(Data records)
|---|

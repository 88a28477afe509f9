#![forbid(unsafe_code)]

mod db;
mod entry;

pub use db::Db;
pub use entry::Value;
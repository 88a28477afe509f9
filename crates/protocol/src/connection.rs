use bytes::BytesMut;
use std::io::Cursor;
use tokio::io::{AsyncReadExt, AsyncWriteExt, BufWriter};
use tokio::net::TcpStream;

use stormcache_common::{ConnectionError, INITIAL_BUFFER_CAPACITY, ProtocolError};

use crate::Frame;

/// Wrapper sobre TcpStream com buffer para leitura/escrita de frames RESP.
///
/// Usado dos dois lados: pelo servidor para atender clientes e pelo
/// backend compartilhado para falar com o servidor.
pub struct Connection {
    stream: BufWriter<TcpStream>,
    buffer: BytesMut,
}

impl Connection {
    pub fn new(stream: TcpStream) -> Self {
        Self {
            stream: BufWriter::new(stream),
            buffer: BytesMut::with_capacity(INITIAL_BUFFER_CAPACITY),
        }
    }

    /// Lê um frame completo do stream. Retorna None no EOF.
    pub async fn read_frame(&mut self) -> Result<Option<Frame>, ConnectionError> {
        loop {
            if let Some(frame) = self.parse_frame()? {
                return Ok(Some(frame));
            }

            let n = self.stream.read_buf(&mut self.buffer).await?;
            if n == 0 {
                if self.buffer.is_empty() {
                    return Ok(None);
                }
                return Err(ConnectionError::ConnectionReset);
            }
        }
    }

    /// Escreve um frame no stream.
    pub async fn write_frame(&mut self, frame: &Frame) -> Result<(), ConnectionError> {
        self.write_frames(std::slice::from_ref(frame)).await
    }

    /// Escreve vários frames com um único flush (pipelining).
    pub async fn write_frames(&mut self, frames: &[Frame]) -> Result<(), ConnectionError> {
        let mut buf = BytesMut::new();
        for frame in frames {
            frame.encode(&mut buf);
        }
        self.stream.write_all(&buf).await?;
        self.stream.flush().await?;
        Ok(())
    }

    /// Fecha o lado de escrita do socket.
    pub async fn shutdown(&mut self) -> Result<(), ConnectionError> {
        self.stream.shutdown().await?;
        Ok(())
    }

    fn parse_frame(&mut self) -> Result<Option<Frame>, ConnectionError> {
        let mut cursor = Cursor::new(&self.buffer[..]);

        match Frame::check(&mut cursor) {
            Ok(()) => {
                let len = cursor.position() as usize;
                cursor.set_position(0);
                let frame = Frame::parse(&mut cursor)?;
                let _ = self.buffer.split_to(len);
                Ok(Some(frame))
            }
            Err(ProtocolError::Incomplete) => Ok(None),
            Err(e) => Err(e.into()),
        }
    }
}
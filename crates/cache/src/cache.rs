use std::collections::HashMap;
use std::sync::Arc;
use std::time::Duration;

use serde::Serialize;
use serde::de::DeserializeOwned;

use stormcache_common::CacheResult;

use crate::backend::CacheBackend;
use crate::config::{LocalConfig, SharedConfig};
use crate::local::LocalBackend;
use crate::shared::SharedBackend;

/// Fachada tipada sobre um [`CacheBackend`].
///
/// Valores passam por `serde_json` na ida e na volta. Clonar é barato: os
/// clones compartilham o mesmo backend, e portanto o mesmo token de posse
/// de lock.
#[derive(Clone)]
pub struct Cache {
    pub(crate) backend: Arc<dyn CacheBackend>,
}

impl Cache {
    pub fn new(backend: impl CacheBackend + 'static) -> Self {
        Self {
            backend: Arc::new(backend),
        }
    }

    /// Cache em memória do processo.
    pub fn local(config: LocalConfig) -> Self {
        Self::new(LocalBackend::new(config))
    }

    /// Cache sobre o store remoto. Precisa de [`Cache::start`] antes do uso.
    pub fn shared(config: SharedConfig) -> Self {
        Self::new(SharedBackend::new(config))
    }

    pub fn backend(&self) -> &dyn CacheBackend {
        self.backend.as_ref()
    }

    pub async fn start(&self) -> CacheResult<()> {
        self.backend.start().await
    }

    pub async fn stop(&self) -> CacheResult<()> {
        self.backend.stop().await
    }

    pub async fn get<T: DeserializeOwned>(&self, key: &str) -> CacheResult<Option<T>> {
        match self.backend.get(key).await? {
            Some(raw) => Ok(Some(serde_json::from_str(&raw)?)),
            None => Ok(None),
        }
    }

    pub async fn set<T: Serialize + ?Sized>(
        &self,
        key: &str,
        value: &T,
        ttl: Option<Duration>,
    ) -> CacheResult<()> {
        let raw = serde_json::to_string(value)?;
        self.backend.set(key, raw, ttl).await
    }

    pub async fn remove(&self, key: &str) -> CacheResult<()> {
        self.backend.remove(key).await
    }

    pub async fn keys(&self, pattern: &str) -> CacheResult<Vec<String>> {
        self.backend.keys(pattern).await
    }

    pub async fn set_in_hash<T: Serialize + ?Sized>(
        &self,
        key: &str,
        field: &str,
        value: &T,
        ttl: Option<Duration>,
    ) -> CacheResult<()> {
        let raw = serde_json::to_string(value)?;
        self.backend.set_in_hash(key, field, raw, ttl).await
    }

    pub async fn get_from_hash<T: DeserializeOwned>(
        &self,
        key: &str,
        field: &str,
    ) -> CacheResult<Option<T>> {
        match self.backend.get_from_hash(key, field).await? {
            Some(raw) => Ok(Some(serde_json::from_str(&raw)?)),
            None => Ok(None),
        }
    }

    pub async fn remove_from_hash(&self, key: &str, field: &str) -> CacheResult<()> {
        self.backend.remove_from_hash(key, field).await
    }

    pub async fn get_all_hash_fields<T: DeserializeOwned>(
        &self,
        key: &str,
    ) -> CacheResult<HashMap<String, T>> {
        self.backend
            .get_all_hash_fields(key)
            .await?
            .into_iter()
            .map(|(field, raw)| -> CacheResult<(String, T)> {
                Ok((field, serde_json::from_str(&raw)?))
            })
            .collect()
    }
}

impl std::fmt::Debug for Cache {
    fn fmt(&self, f: &mut std::fmt::Formatter<'_>) -> std::fmt::Result {
        f.debug_struct("Cache")
            .field("owner_token", &self.backend.owner_token())
            .finish()
    }
}

#[cfg(test)]
mod tests {
    use super::*;
    use serde::Deserialize;
    use stormcache_common::CacheError;

    #[derive(Debug, Clone, PartialEq, Serialize, Deserialize)]
    struct Session {
        user: String,
        visits: u32,
    }

    fn session() -> Session {
        Session {
            user: "ana".into(),
            visits: 3,
        }
    }

    #[tokio::test]
    async fn typed_values_round_trip() {
        let cache = Cache::local(LocalConfig::default());
        cache.set("session:1", &session(), None).await.unwrap();

        let got: Option<Session> = cache.get("SESSION:1").await.unwrap();
        assert_eq!(got, Some(session()));

        cache.remove("session:1").await.unwrap();
        assert_eq!(cache.get::<Session>("session:1").await.unwrap(), None);
    }

    #[tokio::test]
    async fn unsized_values_are_accepted() {
        let cache = Cache::local(LocalConfig::default());
        cache.set("greeting", "olá", None).await.unwrap();
        cache.set("list", &[1, 2, 3][..], None).await.unwrap();

        assert_eq!(cache.get::<String>("greeting").await.unwrap().as_deref(), Some("olá"));
        assert_eq!(cache.get::<Vec<i32>>("list").await.unwrap(), Some(vec![1, 2, 3]));
    }

    #[tokio::test]
    async fn wrong_type_is_a_serialization_error() {
        let cache = Cache::local(LocalConfig::default());
        cache.set("n", &42, None).await.unwrap();
        assert!(matches!(
            cache.get::<Session>("n").await,
            Err(CacheError::Serialization(_))
        ));
    }

    #[tokio::test]
    async fn hash_fields_are_typed() {
        let cache = Cache::local(LocalConfig::default());
        cache.set_in_hash("scores", "ana", &10, None).await.unwrap();
        cache.set_in_hash("scores", "Bia", &7, None).await.unwrap();

        assert_eq!(cache.get_from_hash::<u32>("scores", "Bia").await.unwrap(), Some(7));
        assert_eq!(cache.get_from_hash::<u32>("scores", "bia").await.unwrap(), None);

        let all: HashMap<String, u32> = cache.get_all_hash_fields("SCORES").await.unwrap();
        assert_eq!(all.len(), 2);
        assert_eq!(all["ana"], 10);

        cache.remove_from_hash("scores", "ana").await.unwrap();
        cache.remove_from_hash("scores", "Bia").await.unwrap();
        assert!(cache.keys("scores").await.unwrap().is_empty());
    }

    #[tokio::test]
    async fn clones_share_the_backend() {
        let cache = Cache::local(LocalConfig::default());
        let other = cache.clone();
        other.set("k", &1, None).await.unwrap();

        assert_eq!(cache.get::<i32>("k").await.unwrap(), Some(1));
        assert_eq!(cache.backend().owner_token(), other.backend().owner_token());
    }
}
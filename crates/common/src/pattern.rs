/// Casa `key` contra um glob onde `*` significa "zero ou mais caracteres".
///
/// O match é ancorado nas duas pontas: sem `*`, só a própria chave casa.
/// Nenhum outro metacaractere é interpretado.
pub fn glob_match(pattern: &str, key: &str) -> bool {
    let p = pattern.as_bytes();
    let k = key.as_bytes();

    let (mut pi, mut ki) = (0, 0);
    // Posição do último `*` visto e de onde o texto estava naquele momento.
    let mut backtrack: Option<(usize, usize)> = None;

    while ki < k.len() {
        if pi < p.len() && p[pi] == b'*' {
            backtrack = Some((pi, ki));
            pi += 1;
        } else if pi < p.len() && p[pi] == k[ki] {
            pi += 1;
            ki += 1;
        } else if let Some((star, matched)) = backtrack {
            // `*` engole mais um caractere
            pi = star + 1;
            ki = matched + 1;
            backtrack = Some((star, matched + 1));
        } else {
            return false;
        }
    }

    p[pi..].iter().all(|&b| b == b'*')
}

#[cfg(test)]
mod tests {
    use super::*;

    #[test]
    fn star_matches_everything() {
        assert!(glob_match("*", ""));
        assert!(glob_match("*", "user:123"));
    }

    #[test]
    fn literal_is_exact_match() {
        assert!(glob_match("user:123", "user:123"));
        assert!(!glob_match("user", "user:123"));
        assert!(!glob_match("ser:123", "user:123"));
    }

    #[test]
    fn prefix_pattern() {
        assert!(glob_match("user:*", "user:123"));
        assert!(glob_match("user:*", "user:"));
        assert!(!glob_match("user:*", "session:abc"));
        assert!(!glob_match("user:*", "xuser:1"));
    }

    #[test]
    fn suffix_and_infix_patterns() {
        assert!(glob_match("*:lock", "jobs:lock"));
        assert!(!glob_match("*:lock", "jobs:lock:1"));
        assert!(glob_match("a*b*c", "axxbyyc"));
        assert!(glob_match("a*b*c", "abc"));
        assert!(!glob_match("a*b*c", "acb"));
    }

    #[test]
    fn overlapping_segments() {
        // O último segmento não pode reaproveitar o que o anterior consumiu
        assert!(!glob_match("*ab*ab", "xab"));
        assert!(glob_match("*ab*ab", "xabab"));
        assert!(glob_match("*aab", "aaab"));
    }

    #[test]
    fn consecutive_stars() {
        assert!(glob_match("user:**", "user:1"));
        assert!(glob_match("**", ""));
    }
}
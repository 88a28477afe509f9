use bytes::Bytes;
use stormcache_common::CommandError;

use crate::Frame;

/// Cursor sobre um Frame::Array para extrair argumentos sequencialmente.
pub struct Parse {
    parts: std::vec::IntoIter<Frame>,
}

impl Parse {
    /// Cria um Parse a partir de um Frame. O frame deve ser Array.
    pub fn new(frame: Frame) -> Result<Parse, CommandError> {
        match frame {
            Frame::Array(parts) => Ok(Parse {
                parts: parts.into_iter(),
            }),
            _ => Err(CommandError::InvalidArgument("esperado array".into())),
        }
    }

    /// Retorna o próximo elemento como String (de Bulk ou Simple).
    pub fn next_string(&mut self) -> Result<String, CommandError> {
        match self.next()? {
            Frame::Simple(s) => Ok(s),
            Frame::Bulk(data) => String::from_utf8(data.to_vec())
                .map_err(|_| CommandError::InvalidArgument("string UTF-8 inválida".into())),
            _ => Err(CommandError::InvalidArgument(
                "esperado string ou bulk".into(),
            )),
        }
    }

    /// Retorna o próximo elemento como Bytes (de Bulk).
    pub fn next_bytes(&mut self) -> Result<Bytes, CommandError> {
        match self.next()? {
            Frame::Bulk(data) => Ok(data),
            Frame::Simple(s) => Ok(Bytes::from(s)),
            _ => Err(CommandError::InvalidArgument("esperado bulk".into())),
        }
    }

    /// Retorna o próximo elemento como i64.
    pub fn next_int(&mut self) -> Result<i64, CommandError> {
        match self.next()? {
            Frame::Integer(n) => Ok(n),
            Frame::Bulk(data) => {
                let s = std::str::from_utf8(&data)
                    .map_err(|_| CommandError::InvalidArgument("inteiro inválido".into()))?;
                parse_int(s)
            }
            Frame::Simple(s) => parse_int(&s),
            _ => Err(CommandError::InvalidArgument("esperado inteiro".into())),
        }
    }

    /// Retorna o próximo elemento como inteiro não negativo.
    pub fn next_u64(&mut self) -> Result<u64, CommandError> {
        let n = self.next_int()?;
        u64::try_from(n)
            .map_err(|_| CommandError::InvalidArgument(format!("'{n}' não pode ser negativo")))
    }

    /// Consome todos os argumentos restantes como Bytes.
    pub fn rest_bytes(&mut self) -> Result<Vec<Bytes>, CommandError> {
        let mut values = Vec::with_capacity(self.remaining());
        while self.has_remaining() {
            values.push(self.next_bytes()?);
        }
        Ok(values)
    }

    /// Consome todos os argumentos restantes como String.
    pub fn rest_strings(&mut self) -> Result<Vec<String>, CommandError> {
        let mut values = Vec::with_capacity(self.remaining());
        while self.has_remaining() {
            values.push(self.next_string()?);
        }
        Ok(values)
    }

    /// Verifica se todos os argumentos foram consumidos.
    pub fn finish(&self) -> Result<(), CommandError> {
        if self.has_remaining() {
            Err(CommandError::InvalidArgument(
                "argumentos extras não esperados".into(),
            ))
        } else {
            Ok(())
        }
    }

    /// Verifica se ainda há argumentos restantes.
    pub fn has_remaining(&self) -> bool {
        self.remaining() > 0
    }

    /// Retorna o número de argumentos restantes.
    pub fn remaining(&self) -> usize {
        self.parts.len()
    }

    fn next(&mut self) -> Result<Frame, CommandError> {
        self.parts.next().ok_or_else(|| {
            CommandError::InvalidArgument("argumentos insuficientes".into())
        })
    }
}

fn parse_int(s: &str) -> Result<i64, CommandError> {
    s.parse::<i64>()
        .map_err(|_| CommandError::InvalidArgument(format!("'{s}' não é um inteiro")))
}

#[cfg(test)]
mod tests {
    use super::*;

    #[test]
    fn parse_extracts_strings() {
        let frame = Frame::array_from_strs(&["HGET", "session:1", "user"]);
        let mut parse = Parse::new(frame).unwrap();
        assert_eq!(parse.next_string().unwrap(), "HGET");
        assert_eq!(parse.next_string().unwrap(), "session:1");
        assert_eq!(parse.next_string().unwrap(), "user");
        parse.finish().unwrap();
    }

    #[test]
    fn parse_cursor_as_u64() {
        let frame = Frame::array_from_strs(&["SCAN", "42"]);
        let mut parse = Parse::new(frame).unwrap();
        parse.next_string().unwrap();
        assert_eq!(parse.next_u64().unwrap(), 42);
    }

    #[test]
    fn parse_negative_cursor_fails() {
        let frame = Frame::array_from_strs(&["SCAN", "-1"]);
        let mut parse = Parse::new(frame).unwrap();
        parse.next_string().unwrap();
        assert!(parse.next_u64().is_err());
    }

    #[test]
    fn parse_rest_collects_remaining() {
        let frame = Frame::array_from_strs(&["DEL", "a", "b"]);
        let mut parse = Parse::new(frame).unwrap();
        parse.next_string().unwrap();
        assert_eq!(parse.rest_strings().unwrap(), vec!["a", "b"]);
        assert!(!parse.has_remaining());
    }

    #[test]
    fn parse_not_array_fails() {
        let frame = Frame::Simple("OK".into());
        assert!(Parse::new(frame).is_err());
    }

    #[test]
    fn parse_extra_args_fails_finish() {
        let frame = Frame::array_from_strs(&["PING", "extra"]);
        let mut parse = Parse::new(frame).unwrap();
        parse.next_string().unwrap();
        assert!(parse.finish().is_err());
    }

    #[test]
    fn parse_insufficient_args() {
        let frame = Frame::array_from_strs(&["GET"]);
        let mut parse = Parse::new(frame).unwrap();
        parse.next_string().unwrap();
        assert!(parse.next_string().is_err());
    }
}
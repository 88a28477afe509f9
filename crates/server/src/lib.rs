#![forbid(unsafe_code)]

pub mod handler;
mod listener;

pub use handler::{execute_command, handle_connection};
pub use listener::serve;
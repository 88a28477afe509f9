use criterion::{Criterion, black_box, criterion_group, criterion_main};

use stormcache::{Cache, LocalConfig, LockOptions, NamespaceConfig};

fn bench_set_get(c: &mut Criterion) {
    let rt = tokio::runtime::Runtime::new().unwrap();

    c.bench_function("local_set_get_10k", |b| {
        b.iter(|| {
            rt.block_on(async {
                let cache = Cache::local(LocalConfig::default());
                for i in 0..10_000 {
                    let key = format!("key:{i}");
                    cache.set(&key, &i, None).await.unwrap();
                    black_box(cache.get::<i32>(&key).await.unwrap());
                }
            });
        })
    });
}

fn bench_eviction(c: &mut Criterion) {
    let rt = tokio::runtime::Runtime::new().unwrap();
    let mut config = LocalConfig::default();
    config.values = NamespaceConfig {
        capacity: 1_000,
        ..config.values
    };

    // Capacidade 10x menor que o número de chaves: quase todo set despeja
    c.bench_function("local_set_with_eviction_10k", |b| {
        b.iter(|| {
            rt.block_on(async {
                let cache = Cache::local(config.clone());
                for i in 0..10_000 {
                    cache.set(&format!("key:{i}"), &i, None).await.unwrap();
                }
                black_box(cache.keys("key:*").await.unwrap().len());
            });
        })
    });
}

fn bench_lock_cycle(c: &mut Criterion) {
    let rt = tokio::runtime::Runtime::new().unwrap();

    c.bench_function("local_acquire_release_10k", |b| {
        b.iter(|| {
            rt.block_on(async {
                let cache = Cache::local(LocalConfig::default());
                let opts = LockOptions::default().retries(1);
                for _ in 0..10_000 {
                    cache.acquire_lock("lock", opts.clone()).await.unwrap();
                    cache.release_lock("lock").await.unwrap();
                }
            });
        })
    });
}

fn bench_hash(c: &mut Criterion) {
    let rt = tokio::runtime::Runtime::new().unwrap();

    c.bench_function("local_set_in_hash_get_all_1k", |b| {
        b.iter(|| {
            rt.block_on(async {
                let cache = Cache::local(LocalConfig::default());
                for i in 0..1_000 {
                    cache
                        .set_in_hash("h", &format!("f{i}"), &i, None)
                        .await
                        .unwrap();
                }
                black_box(cache.get_all_hash_fields::<i32>("h").await.unwrap());
            });
        })
    });
}

criterion_group!(
    benches,
    bench_set_get,
    bench_eviction,
    bench_lock_cycle,
    bench_hash
);
criterion_main!(benches);
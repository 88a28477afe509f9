#![forbid(unsafe_code)]

mod command;
mod connection;
mod frame;
mod parse;
mod script;

pub use command::{Command, SetCondition, SetOptions};
pub use connection::Connection;
pub use frame::Frame;
pub use parse::Parse;
pub use script::Script;
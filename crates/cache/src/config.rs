use std::time::Duration;

use stormcache_common::{
    DEFAULT_ENTRY_TTL, DEFAULT_HASHES_CAPACITY, DEFAULT_HOST, DEFAULT_LOCK_TTL,
    DEFAULT_LOCKS_CAPACITY, DEFAULT_PORT, DEFAULT_SCAN_COUNT, DEFAULT_VALUES_CAPACITY,
};

/// Capacidade e TTL padrão de um namespace do backend local.
#[derive(Debug, Clone, Copy, PartialEq, Eq)]
pub struct NamespaceConfig {
    pub capacity: usize,
    pub default_ttl: Duration,
}

/// Configuração do [`crate::LocalBackend`]: um LRU por namespace.
#[derive(Debug, Clone, PartialEq, Eq)]
pub struct LocalConfig {
    pub values: NamespaceConfig,
    pub hashes: NamespaceConfig,
    /// A capacidade limita quantos locks podem estar vivos ao mesmo tempo:
    /// além dela o LRU despeja um lock ainda válido e outro dono pode entrar.
    pub locks: NamespaceConfig,
}

impl Default for LocalConfig {
    fn default() -> Self {
        Self {
            values: NamespaceConfig {
                capacity: DEFAULT_VALUES_CAPACITY,
                default_ttl: DEFAULT_ENTRY_TTL,
            },
            hashes: NamespaceConfig {
                capacity: DEFAULT_HASHES_CAPACITY,
                default_ttl: DEFAULT_ENTRY_TTL,
            },
            locks: NamespaceConfig {
                capacity: DEFAULT_LOCKS_CAPACITY,
                default_ttl: DEFAULT_LOCK_TTL,
            },
        }
    }
}

/// Configuração do [`crate::SharedBackend`].
#[derive(Debug, Clone, PartialEq, Eq)]
pub struct SharedConfig {
    pub host: String,
    pub port: u16,
    /// TTL aplicado quando o chamador não informa nenhum.
    pub default_ttl: Duration,
    /// Limite para o `start()` estabelecer a conexão.
    pub connect_timeout: Duration,
    /// Valor de COUNT em cada iteração de SCAN.
    pub scan_count: usize,
}

impl SharedConfig {
    pub fn new(host: impl Into<String>, port: u16) -> Self {
        Self {
            host: host.into(),
            port,
            ..Self::default()
        }
    }

    pub fn addr(&self) -> String {
        format!("{}:{}", self.host, self.port)
    }
}

impl Default for SharedConfig {
    fn default() -> Self {
        Self {
            host: DEFAULT_HOST.to_string(),
            port: DEFAULT_PORT,
            default_ttl: DEFAULT_ENTRY_TTL,
            connect_timeout: Duration::from_secs(5),
            scan_count: DEFAULT_SCAN_COUNT,
        }
    }
}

|---|

* **WORK TASK**
Your answer should be a single number: the count of lines in the entries that contain "PartialEq".

* **RESULT OF THE TASK**
4